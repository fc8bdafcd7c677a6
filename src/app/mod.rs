pub mod context;
pub mod error;

pub use context::AppContext;
pub use error::{MergeFailure, PipelineError, Result};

=== EXERCISE REQUIREMENTS ===
Would you write out the full listing exactly as given?

=== YOUR SOLUTION ===
repository fc8bdafcd7c677a6
filename src/app/mod.rs
pub mod context;
pub mod error;

pub use context::AppContext;
pub use error::{MergeFailure, PipelineError, Result};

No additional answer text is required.